The argfile can be used like this:

    cres @argfile -o OUT.HEPMC2 IN.HEPMC2


Scaling to huge samples
-----------------------

Ideally, `cres` should be run on as many events as possible. Naive
parallelisation over several nodes is discouraged, as the cell
resampling quality will not benefit from higher event statistics.

For very large samples consisting of many smaller subsamples the
following work flow is recommended:

1. Run

        cres-partition @partitionargs -o partition --regions N SUBSAMPLE.HEPMC2

   on a a single subsample, e.g. 10^6 events. `N` is the number of
   nodes on which `cres` should be later run in
   parallel. `cres-partition` should be fast and memory-efficient
   enough to be run on a single node.

2. Using the `partition` file created in step 1., run

        cres-classify @classifyargs -p partition SUBSAMPLE.HEPMC2

   on each subsample. Each subsample can be treated in parallel. This
   will split `SUBSAMPLE.HEPMC2` into `N` parts `SUBSAMPLE.X.HEPMC2`.

3. For each part `X`, run `cres` on all subsamples

        cres @argfile SUBSAMPLE0.X.HEPMC2 SUBSAMPLE1.X.HEPMC2 ...

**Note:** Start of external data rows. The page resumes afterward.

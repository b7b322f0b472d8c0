use super::script_error;
use crate::error::CapabilityError;
use crate::sandbox::value::{Value, from_host, to_host};
use rhai::{Dynamic, ImmutableString, Module};

/// `json::encode`, `json::encode_pretty`, `json::decode`.
pub fn module() -> Module {
    let mut module = Module::new();

    module.set_native_fn("encode", |value: Dynamic| {
        encode(&to_host(value), false).map_err(script_error)
    });
    module.set_native_fn("encode_pretty", |value: Dynamic| {
        encode(&to_host(value), true).map_err(script_error)
    });
    module.set_native_fn("decode", |text: ImmutableString| {
        decode(text.as_str())
            .map(|value| from_host(&value))
            .map_err(script_error)
    });

    module
}

pub fn encode(value: &Value, pretty: bool) -> Result<String, CapabilityError> {
    let encoded = if pretty {
        serde_json::to_string_pretty(value)
    } else {
        serde_json::to_string(value)
    };
    encoded.map_err(|e| CapabilityError::Encode(e.to_string()))
}

pub fn decode(text: &str) -> Result<Value, CapabilityError> {
    serde_json::from_str(text).map_err(|e| CapabilityError::Decode(e.to_string()))
}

   Each instance can be run on a separate node.

Environment variables
---------------------

The `CRES_LOG` environment variable allows fine-grained control over
the command line output. For example, to see the debugging output of
the jet clustering, set

    CRES_LOG=jetty=debug,cres=info

See the [`env_logger` crate](https://crates.io/crates/env_logger/) for a
comprehensive documentation.

By default, `cres` uses as many cores as possible. For small event
samples, limiting the number of threads can be faster. You can set the
number of threads with the `--threads` command line option or with the
`RAYON_NUM_THREADS` environment variable.

## Features

To install `cres` with additional features, add `--features name1,name2`
to your installation command. Default features don't have to be added
manually. To disable them, add the `--no-default-features` flag.

### Default features

- `multiweight`: Enables the `--weights` option for treating multiple
  weights in one run. If you only want to consider a single weight you
  can disable this feature to save some memory and computing time.

- `lhef`: Support for reading and writing files in the Les
  Houches Event format.

### Non-default features

- `ntuple`: Support for reading and writing [ROOT ntuple
  files](https://arxiv.org/abs/1310.7439). This requires a recent
  version of `libclang` and a [ROOT]https://root.cern.ch/
  installation with `root-config` in the executable path.

- `stripper-xml`: Experimental support for the XML format used by
  [STRIPPER]https://arxiv.org/abs/1005.0274.

- `capi`: Enables the C API for using `cres` as a C library. For
  examples, see the
  [examples]https://github.com/a-maier/cres/tree/master/examples
  subdirectory. The API is limited and only available on unixoid
  platforms. It will be extended on request.

Use as a library
----------------

For full flexibility like custom distance functions `cres` can be used
as a library. For examples, see the
[examples](https://github.com/a-maier/cres/tree/master/examples)
subdirectory. The API is documented on
[docs.rs](https://docs.rs/crate/cres/).